An imaging technique that could quantitatively evaluate the ocular surface shape beyond the limbus would be beneficial for evaluating contact lens fitting and design,1, 2, 3 monitoring corneal changes,4 and screening refractive surgery candidates.5 In the field of contact lens fitting, the ocular surface shape is the main factor that impacts the fitting for a given lens.6 For rigid lenses, the movement, centration, and stability depend on the shape of the peripheral cornea. For soft lenses, the fit depends on the shape of the limbus and sclera as well as the peripheral cornea rather than the central corneal curvature.3, 7 Therefore, knowledge of the peripheral corneal and scleral topography may help to understand the interaction of the contact lens with the ocular surface, and thus help choose a suitable lens design for a given ocular surface shape. This in turn may reduce or eliminate lens-related sight-threatening complications. Several commercial imaging modalities are capable of providing shape information for the ocular surface.
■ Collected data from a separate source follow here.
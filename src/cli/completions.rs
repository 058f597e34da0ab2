//! Command line interface for generating a command line completion script.

use super::build;
use clap::{value_parser, Arg, ArgMatches, Command};
use clap_complete::Shell;
use std::io;

/// Creates a subcommand for printing a shell completion script.
pub fn create_completions_subcommand() -> Command {
    Command::new("completions")
        .about("Generate tab-completion script for your shell")
        .hide(true)
        .arg(
            Arg::new("shell")
                .value_name("SHELL")
                .required(true)
                .value_parser(value_parser!(Shell))
                .help("The shell to generate the script for"),
        )
        .after_help(
            r#"DISCUSSION
    The script is output on `stdout`, allowing one to re-direct the
    output to the file of their choosing. Where you place the file
    will depend on which shell, and which operating system you are
    using.

    BASH:

        $ mkdir -p ~/.local/share/bash-completion/completions
        $ plevel completions bash >> ~/.local/share/bash-completion/completions/plevel

    ZSH:

    Add a directory such as `~/.zfunc` to `$fpath` in your `.zshrc`
    before `compinit`, then run

        $ plevel completions zsh > ~/.zfunc/_plevel

    FISH:

        $ mkdir -p ~/.config/fish/completions
        $ plevel completions fish > ~/.config/fish/completions/plevel.fish

    You may have to log out and log back in to your shell session for
    the changes to take affect."#,
        )
}

pub fn run_completions_subcommand(arguments: &ArgMatches) {
    let shell = *arguments
        .get_one::<Shell>("shell")
        .expect("No value for required argument");
    clap_complete::generate(
        shell,
        &mut build::build(),
        clap::crate_name!(),
        &mut io::stdout(),
    );
}
impl VerticalGrid {
    /// Creates a hybrid sigma-pressure grid from half-level coefficients
    /// given in stored order.
    ///
    /// The storage order is detected from `b` (or from `a` if `b` is
    /// constant) and the coefficients are reordered from top to bottom.
    /// `b` must be monotonic, and wherever `a` decreases towards the
    /// surface, `b` must increase enough to keep the pressures monotonic
    /// for sufficiently large surface pressures.
    pub fn hybrid(mut a: Vec<f64>, mut b: Vec<f64>) -> PlevelResult<Self> {
        if a.len() != b.len() {
            return Err(PlevelError::InvalidGrid(format!(
                "Coefficient lengths differ ({} values for {}, {} for {})",
                a.len(),
                A_COEFFICIENT_NAME,
                b.len(),
                B_COEFFICIENT_NAME
            )));
        }
        if a.len() < 2 {
            return Err(PlevelError::InvalidGrid(format!(
                "At least two half levels required, got {}",
                a.len()
            )));
        }
        if !a.iter().chain(b.iter()).all(|value| value.is_finite()) {
            return Err(PlevelError::InvalidGrid(
                "Hybrid coefficients contain non-finite values".to_string(),
            ));
        }

        let n = b.len();
        let stored_order = if b[n - 1] != b[0] {
            order_from_ends(b[0], b[n - 1])
        } else if a[n - 1] != a[0] {
            order_from_ends(a[0], a[n - 1])
        } else {
            return Err(PlevelError::InvalidGrid(
                "Hybrid coefficients describe a single pressure".to_string(),
            ));
        };
        if stored_order == LevelOrder::BottomToTop {
            a.reverse();
            b.reverse();
        }

        let mut min_surface_pressure: f64 = 0.0;
        for k in 0..n - 1 {
            let delta_a = a[k + 1] - a[k];
            let delta_b = b[k + 1] - b[k];
            if delta_b < 0.0 {
                return Err(PlevelError::InvalidGrid(format!(
                    "{} is not monotonic (between half levels {} and {})",
                    B_COEFFICIENT_NAME,
                    k,
                    k + 1
                )));
            }
            if delta_a < 0.0 {
                if delta_b == 0.0 {
                    return Err(PlevelError::InvalidGrid(format!(
                        "Pressure decreases downward between half levels {} and {} for any surface pressure",
                        k,
                        k + 1
                    )));
                }
                min_surface_pressure = min_surface_pressure.max(-delta_a / delta_b);
            }
        }

        Ok(Self::HybridSigmaPressure(HybridCoefficients {
            a,
            b,
            min_surface_pressure,
            stored_order,
        }))
    }

    /// Creates a grid with fixed full level pressures and optional half
    /// level pressures, given in stored order.
    pub fn explicit(mut full: Vec<f64>, half: Option<Vec<f64>>) -> PlevelResult<Self> {
        let stored_order = validate_pressure_list(FULL_LEVEL_NAME, &full)?;
        if stored_order == LevelOrder::BottomToTop {
            full.reverse();
        }
        let half = match half {
            Some(mut half) => {
                if half.len() != full.len() + 1 {
                    return Err(PlevelError::InvalidGrid(format!(
                        "Expected {} half levels for {} full levels, got {}",
                        full.len() + 1,
                        full.len(),
                        half.len()
                    )));
                }
                if validate_pressure_list(HALF_LEVEL_NAME, &half)? != stored_order {
                    return Err(PlevelError::InvalidGrid(
                        "Full and half levels are stored in different orders".to_string(),
                    ));
                }
                if stored_order == LevelOrder::BottomToTop {
                    half.reverse();
                }
                Some(half)
            }
            None => None,
        };
        Ok(Self::ExplicitPressureList(PressureList {
            full,
            half,
            stored_order,
        }))
    }

    /// Resolves the vertical grid of the given dataset.
    ///
    /// Hybrid coefficients take precedence over explicit pressure
    /// coordinates. Fails with `InvalidGrid` if neither is present.
    pub fn from_dataset(reader: &dyn DatasetReader) -> PlevelResult<Self> {
        let schema = reader.schema();
        match (
            schema.variable(A_COEFFICIENT_NAME),
            schema.variable(B_COEFFICIENT_NAME),
        ) {
            (Some(a_info), Some(_)) => {
                let factor = pressure_unit_factor(a_info.attributes());
                let a = read_vector(reader, A_COEFFICIENT_NAME)?
                    .into_iter()
                    .map(|value| value * factor)
                    .collect();
                let b = read_vector(reader, B_COEFFICIENT_NAME)?;
                Self::hybrid(a, b)
            }
            (Some(_), None) | (None, Some(_)) => Err(PlevelError::InvalidGrid(format!(
                "Only one of the hybrid coefficients {} and {} present in {}",
                A_COEFFICIENT_NAME,
                B_COEFFICIENT_NAME,
                reader.path().display()
            ))),
            (None, None) => match schema.variable(FULL_LEVEL_NAME) {
                Some(full_info) => {
                    let factor = pressure_unit_factor(full_info.attributes());
                    let full = read_vector(reader, FULL_LEVEL_NAME)?
                        .into_iter()
                        .map(|value| value * factor)
                        .collect();
                    let half = match schema.variable(HALF_LEVEL_NAME) {
                        Some(half_info) => {
                            let factor = pressure_unit_factor(half_info.attributes());
                            Some(
                                read_vector(reader, HALF_LEVEL_NAME)?
                                    .into_iter()
                                    .map(|value| value * factor)
                                    .collect(),
                            )
                        }
                        None => None,
                    };
                    Self::explicit(full, half)
                }
                None => Err(PlevelError::InvalidGrid(format!(
                    "Neither hybrid coefficients ({}, {}) nor pressure coordinates ({}) present in {}",
                    A_COEFFICIENT_NAME,
                    B_COEFFICIENT_NAME,
                    FULL_LEVEL_NAME,
                    reader.path().display()
                ))),
            },
        }
    }

    /// Whether column pressures depend on the surface pressure.
    pub fn requires_surface_pressure(&self) -> bool {
        matches!(self, Self::HybridSigmaPressure(_))
    }

    /// Order in which the levels were stored in the dataset.
    pub fn stored_order(&self) -> LevelOrder {
        match self {
            Self::HybridSigmaPressure(coefficients) => coefficients.stored_order,
            Self::ExplicitPressureList(pressures) => pressures.stored_order,
        }
    }

    /// Number of levels of the given kind, or `None` if the grid does not
    /// define such levels.
    pub fn n_levels(&self, kind: LevelKind) -> Option<usize> {
        match (self, kind) {
            (Self::HybridSigmaPressure(coefficients), LevelKind::Half) => Some(coefficients.a.len()),
            (Self::HybridSigmaPressure(coefficients), LevelKind::Full) => {
                Some(coefficients.a.len() - 1)
            }
            (Self::ExplicitPressureList(pressures), LevelKind::Full) => Some(pressures.full.len()),
            (Self::ExplicitPressureList(pressures), LevelKind::Half) => {
                pressures.half.as_ref().map(Vec::len)
            }
        }
    }

    /// Highest pressure of the grid when the surface pressure is not involved.
    pub fn bottom_pressure(&self) -> Option<f64> {
        match self {
            Self::HybridSigmaPressure(_) => None,
            Self::ExplicitPressureList(pressures) => pressures
                .half
                .as_ref()
                .and_then(|half| half.last())
                .or_else(|| pressures.full.last())
                .copied(),
        }
    }

    /// Checks that the given surface pressure yields a valid column profile.
    pub fn validate_surface_pressure(&self, surface_pressure: f64) -> PlevelResult<()> {
        if !(surface_pressure.is_finite() && surface_pressure > 0.0) {
            return Err(PlevelError::InvalidGrid(format!(
                "Invalid surface pressure {}",
                surface_pressure
            )));
        }
        if let Self::HybridSigmaPressure(coefficients) = self {
            if surface_pressure < coefficients.min_surface_pressure {
                return Err(PlevelError::InvalidGrid(format!(
                    "Surface pressure {} Pa is below {} Pa, the smallest value giving monotonic column pressures",
                    surface_pressure, coefficients.min_surface_pressure
                )));
            }
        }
        Ok(())
    }

    /// Returns the profile of levels of the given kind.
    pub fn profile(&self, kind: LevelKind) -> PlevelResult<ColumnProfile<'_>> {
        let n_levels = self.n_levels(kind).ok_or_else(|| {
            PlevelError::InvalidGrid(format!(
                "Grid has no {} levels",
                kind.dimension_name()
            ))
        })?;
        Ok(ColumnProfile {
            grid: self,
            kind,
            n_levels,
        })
    }

    /// Computes the top-to-bottom pressures (Pa) of the levels of the given
    /// kind for a column with the given surface pressure.
    pub fn column_pressures(&self, kind: LevelKind, surface_pressure: f64) -> PlevelResult<Vec<f64>> {
        let profile = self.profile(kind)?;
        if self.requires_surface_pressure() {
            self.validate_surface_pressure(surface_pressure)?;
        }
        let mut pressures = vec![0.0; profile.n_levels()];
        profile.fill(surface_pressure, &mut pressures);
        Ok(pressures)
    }
}
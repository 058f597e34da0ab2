//! Datasets stored in the NetCDF format.

use super::{
    AttributeValue, Attributes, DatasetReader, DatasetSchema, DatasetWriter, Dimension, Precision,
    VariableInfo, TIME_DIMENSION_NAME,
};
use crate::io_result;
use ndarray::prelude::*;
use netcdf_rs::{self as nc, Extent, Extents};
use std::{
    io,
    path::{Path, PathBuf},
};

/// Attributes whose type must match the storage type of their variable.
const VALUE_TYPED_ATTRIBUTES: [&str; 4] = ["_FillValue", "missing_value", "valid_min", "valid_max"];

/// Reader for a NetCDF file, reading variable values on demand.
pub struct NetCDFDatasetReader {
    file_path: PathBuf,
    file: nc::File,
    schema: DatasetSchema,
}

impl NetCDFDatasetReader {
    /// Opens the NetCDF file at the given path and reads its metadata.
    pub fn open<P: AsRef<Path>>(file_path: P) -> io::Result<Self> {
        let file_path = file_path.as_ref().to_path_buf();
        let file = io_result!(nc::open(&file_path))?;
        let schema = read_schema(&file)?;
        Ok(Self {
            file_path,
            file,
            schema,
        })
    }

    fn variable(&self, name: &str) -> io::Result<nc::Variable<'_>> {
        self.file.variable(name).ok_or_else(|| {
            io::Error::new(
                io::ErrorKind::NotFound,
                format!("Variable {} not found in {}", name, self.file_path.display()),
            )
        })
    }
}

impl DatasetReader for NetCDFDatasetReader {
    fn path(&self) -> &Path {
        self.file_path.as_path()
    }

    fn schema(&self) -> &DatasetSchema {
        &self.schema
    }

    fn read_variable(&self, name: &str) -> io::Result<ArrayD<f64>> {
        let variable = self.variable(name)?;
        let shape: Vec<usize> = variable.dimensions().iter().map(|dim| dim.len()).collect();
        let values = io_result!(variable.get_values::<f64, _>(Extents::All))?;
        io_result!(ArrayD::from_shape_vec(IxDyn(&shape), values))
    }

    fn read_variable_at_time(&self, name: &str, time_index: usize) -> io::Result<ArrayD<f64>> {
        let variable = self.variable(name)?;
        let shape: Vec<usize> = variable.dimensions().iter().map(|dim| dim.len()).collect();
        if shape.is_empty() || time_index >= shape[0] {
            return Err(io::Error::new(
                io::ErrorKind::InvalidInput,
                format!("Time index {} out of bounds for variable {}", time_index, name),
            ));
        }
        let values = io_result!(
            variable.get_values::<f64, _>(time_slab_extents(time_index, &shape[1..]))
        )?;
        io_result!(ArrayD::from_shape_vec(IxDyn(&shape[1..]), values))
    }
}

/// Writer creating a new NetCDF file.
pub struct NetCDFDatasetWriter {
    file: nc::FileMut,
    schema: DatasetSchema,
}

impl NetCDFDatasetWriter {
    /// Creates a new NetCDF file at the given path.
    pub fn create<P: AsRef<Path>>(file_path: P) -> io::Result<Self> {
        let file = io_result!(nc::create(file_path.as_ref()))?;
        Ok(Self {
            file,
            schema: DatasetSchema::new(),
        })
    }

    fn put_values(&mut self, name: &str, values: ArrayViewD<f64>, extents: Extents) -> io::Result<()> {
        let precision = self
            .schema
            .variable(name)
            .map(VariableInfo::precision)
            .ok_or_else(|| {
                io::Error::new(
                    io::ErrorKind::NotFound,
                    format!("Variable {} has not been defined", name),
                )
            })?;
        let mut variable = self.file.variable_mut(name).ok_or_else(|| {
            io::Error::new(
                io::ErrorKind::NotFound,
                format!("Variable {} not present in output file", name),
            )
        })?;
        match precision {
            Precision::Single => {
                let values: Vec<f32> = values.iter().map(|&value| value as f32).collect();
                io_result!(variable.put_values(&values, extents))
            }
            Precision::Double => {
                let values: Vec<f64> = values.iter().copied().collect();
                io_result!(variable.put_values(&values, extents))
            }
        }
    }
}

impl DatasetWriter for NetCDFDatasetWriter {
    fn define(&mut self, schema: &DatasetSchema) -> io::Result<()> {
        for dimension in schema.dimensions() {
            if dimension.is_unlimited() {
                io_result!(self.file.add_unlimited_dimension(dimension.name()))?;
            } else {
                io_result!(self.file.add_dimension(dimension.name(), dimension.len()))?;
            }
        }
        for variable_info in schema.variables() {
            let dimensions: Vec<&str> = variable_info
                .dimensions()
                .iter()
                .map(String::as_str)
                .collect();
            let precision = variable_info.precision();
            let mut variable = match precision {
                Precision::Single => {
                    io_result!(self.file.add_variable::<f32>(variable_info.name(), &dimensions))?
                }
                Precision::Double => {
                    io_result!(self.file.add_variable::<f64>(variable_info.name(), &dimensions))?
                }
            };
            for (name, value) in variable_info.attributes().iter() {
                let value = if VALUE_TYPED_ATTRIBUTES.contains(&name) {
                    value_typed_attribute(value, precision)
                } else {
                    convert_to_netcdf_attribute(value)
                };
                io_result!(variable.put_attribute(name, value))?;
            }
        }
        for (name, value) in schema.attributes().iter() {
            io_result!(self
                .file
                .add_attribute(name, convert_to_netcdf_attribute(value)))?;
        }
        self.schema = schema.clone();
        Ok(())
    }

    fn write_variable(&mut self, name: &str, values: ArrayViewD<f64>) -> io::Result<()> {
        let extents = Extents::Extent(
            values
                .shape()
                .iter()
                .map(|&len| Extent::from(0..len))
                .collect(),
        );
        self.put_values(name, values, extents)
    }

    fn write_variable_at_time(
        &mut self,
        name: &str,
        time_index: usize,
        values: ArrayViewD<f64>,
    ) -> io::Result<()> {
        let extents = time_slab_extents(time_index, values.shape());
        self.put_values(name, values, extents)
    }

    fn finish(self: Box<Self>) -> io::Result<()> {
        // The file is closed when dropped
        drop(self.file);
        Ok(())
    }
}

fn time_slab_extents(time_index: usize, slab_shape: &[usize]) -> Extents {
    Extents::Extent(
        std::iter::once(Extent::from(time_index..time_index + 1))
            .chain(slab_shape.iter().map(|&len| Extent::from(0..len)))
            .collect(),
    )
}

fn read_schema(file: &nc::File) -> io::Result<DatasetSchema> {
    let mut schema = DatasetSchema::new();
    for dimension in file.dimensions() {
        let name = dimension.name();
        let is_unlimited = dimension.is_unlimited() || name == TIME_DIMENSION_NAME;
        schema.add_dimension(Dimension::new(name, dimension.len(), is_unlimited));
    }
    for variable in file.variables() {
        let dimensions = variable
            .dimensions()
            .iter()
            .map(|dimension| dimension.name())
            .collect();
        let mut attributes = Attributes::new();
        for attribute in variable.attributes() {
            if let Some(value) = convert_from_netcdf_attribute(io_result!(attribute.value())?) {
                attributes.set(attribute.name(), value);
            }
        }
        schema.add_variable(VariableInfo::new(
            variable.name(),
            dimensions,
            attributes,
            Precision::Double,
        ));
    }
    for attribute in file.attributes() {
        if let Some(value) = convert_from_netcdf_attribute(io_result!(attribute.value())?) {
            schema.attributes_mut().set(attribute.name(), value);
        }
    }
    Ok(schema)
}

fn convert_from_netcdf_attribute(value: nc::AttributeValue) -> Option<AttributeValue> {
    use nc::AttributeValue as V;
    let floats = |values: Vec<f64>| Some(AttributeValue::Floats(values));
    let integers = |values: Vec<i64>| Some(AttributeValue::Integers(values));
    match value {
        V::Str(text) => Some(AttributeValue::Text(text)),
        V::Strs(texts) => Some(AttributeValue::Text(texts.join("\n"))),
        V::Double(value) => floats(vec![value]),
        V::Doubles(values) => floats(values),
        V::Float(value) => floats(vec![value as f64]),
        V::Floats(values) => floats(values.into_iter().map(f64::from).collect()),
        V::Schar(value) => integers(vec![value as i64]),
        V::Schars(values) => integers(values.into_iter().map(i64::from).collect()),
        V::Uchar(value) => integers(vec![value as i64]),
        V::Uchars(values) => integers(values.into_iter().map(i64::from).collect()),
        V::Short(value) => integers(vec![value as i64]),
        V::Shorts(values) => integers(values.into_iter().map(i64::from).collect()),
        V::Ushort(value) => integers(vec![value as i64]),
        V::Ushorts(values) => integers(values.into_iter().map(i64::from).collect()),
        V::Int(value) => integers(vec![value as i64]),
        V::Ints(values) => integers(values.into_iter().map(i64::from).collect()),
        V::Uint(value) => integers(vec![value as i64]),
        V::Uints(values) => integers(values.into_iter().map(i64::from).collect()),
        V::Longlong(value) => integers(vec![value]),
        V::Longlongs(values) => integers(values),
        V::Ulonglong(value) => integers(vec![value as i64]),
        V::Ulonglongs(values) => integers(values.into_iter().map(|v| v as i64).collect()),
        #[allow(unreachable_patterns)]
        _ => None,
    }
}

fn convert_to_netcdf_attribute(value: &AttributeValue) -> nc::AttributeValue {
    match value {
        AttributeValue::Text(text) => nc::AttributeValue::Str(text.clone()),
        AttributeValue::Floats(values) if values.len() == 1 => nc::AttributeValue::Double(values[0]),
        AttributeValue::Floats(values) => nc::AttributeValue::Doubles(values.clone()),
        AttributeValue::Integers(values) if values.len() == 1 => {
            nc::AttributeValue::Longlong(values[0])
        }
        AttributeValue::Integers(values) => nc::AttributeValue::Longlongs(values.clone()),
    }
}

fn value_typed_attribute(value: &AttributeValue, precision: Precision) -> nc::AttributeValue {
    let values: Vec<f64> = match value {
        AttributeValue::Floats(values) => values.clone(),
        AttributeValue::Integers(values) => values.iter().map(|&v| v as f64).collect(),
        AttributeValue::Text(_) => return convert_to_netcdf_attribute(value),
    };
    match (precision, values.len()) {
        (Precision::Single, 1) => nc::AttributeValue::Float(values[0] as f32),
        (Precision::Single, _) => {
            nc::AttributeValue::Floats(values.into_iter().map(|v| v as f32).collect())
        }
        (Precision::Double, 1) => nc::AttributeValue::Double(values[0]),
        (Precision::Double, _) => nc::AttributeValue::Doubles(values),
    }
}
These devices include slit scanning topography,9 ultrasound biomicroscopy,10 Scheimpflug imaging,11, 12 and placido ring-based systems.13 However, these methods are either limited to evaluating only the central cornea or just providing images with low sampling density due to insufficient acquisition speed.

Optical coherence tomography (OCT) is a powerful imaging technique for in vivo detection of tissue microstructure with high resolution.14 It can be used to capture a cross sectional or three dimensional volume images. 6, 15, 16, 17, 18, 19, 20, 21 Compared with conventional time domain OCT, Fourier domain OCT (FD-OCT) offers significant advantages in imaging speed and sensitivity.22, 23 There are two primary types of FD-OCT implementations, depending on the light source and detector configuration. One is the spectral domain OCT (SD-OCT) with a spectrometer and a line-scan charge-coupled device (CCD). The other is the swept light source OCT (SS-OCT) that employs a wavelength tunable laser source and a single detector. Both SD-OCT and SS-OCT have been widely applied in the ophthalmic imaging of the posterior and anterior segments.6, 17, 18, 20, 21 Compared with SS-OCT, SD-OCT has the advantage of higher resolution and increased phase stability for functional imaging.24

Despite rapid advances in SD-OCT, the limited imaging range due to finite resolution of spectrometer remains a major drawback. Unlike the retina, ocular surface shape measurement requires deep scan depth and large scan width to cover the cornea and scleral zone, so that the complete corneal-scleral junction can be seen. The depth of the anterior segment is more than 3 mm measured from the apex of the cornea to the anterior surface of the crystalline lens. The diameter is about more than 12 mm up to the scleral zone. There is a depth-dependent loss of sensitivity in SD-OCT due to washout of interferogram fringe visibility with increasing imaging depth. This loss limits the application of anterior segment SD-OCT to only shallow depth imaging. Due to the large slope of the ocular surface, this drawback causes a decrease in signal-to-noise ratio (SNR) from the corneal apex to the sclera. Several approaches have been proposed to overcome this problem, such as phase shift techniques,18, 25, 26 an optical frequency comb with additional tunable fiber Fabry-Perot interferometer,27 and a spectrometer with special custom design.28

Recently, OCT has been used to quantitatively measure the biometry of the anterior ocular segment.29, 30, 31, 32 We have now developed a new custom-built SD-OCT with extended scan depth to measure the ocular surface shape and enable the evaluation of contact lens fitting. This instrument can image the entire ocular surface, including the cornea, limbus, and sclera. Quantitative measurement of the ocular surface, especially the peripheral cornea at the corneal-scleral junction, will provide more information for rigid and soft contact lens fitting, which in turn may lead to improvements in lens design. There are several unique difficulties to overcome when the SD-OCT is used to measure the ocular surface shape. The first is to control the misalignment and tilt of the corneal surface that are present, which may influence the repeatability of topographic analyses. The second difficulty is to correct the image distortion induced by the nontelecentric scanning system. Anterior segment OCT scanners described to date utilize a nominally telecentric scanning geometry that consists of mutually parallel A-scans that are normal to the corneal surface at its apex.33, 34 The possibility of introducing fast optical scanners makes OCT a perfect tool to act as a topographer. However, due to small optical misalignments and aberrations in real scanners, even small departures from this ideal may detract from the stringent accuracy required for ocular shape. The last difficulty is to develop an automated image processing method to analyze the ocular surface shape. Due to the SNR loss with the increasing imaging depth, a robust algorithm is necessary for automated image processing.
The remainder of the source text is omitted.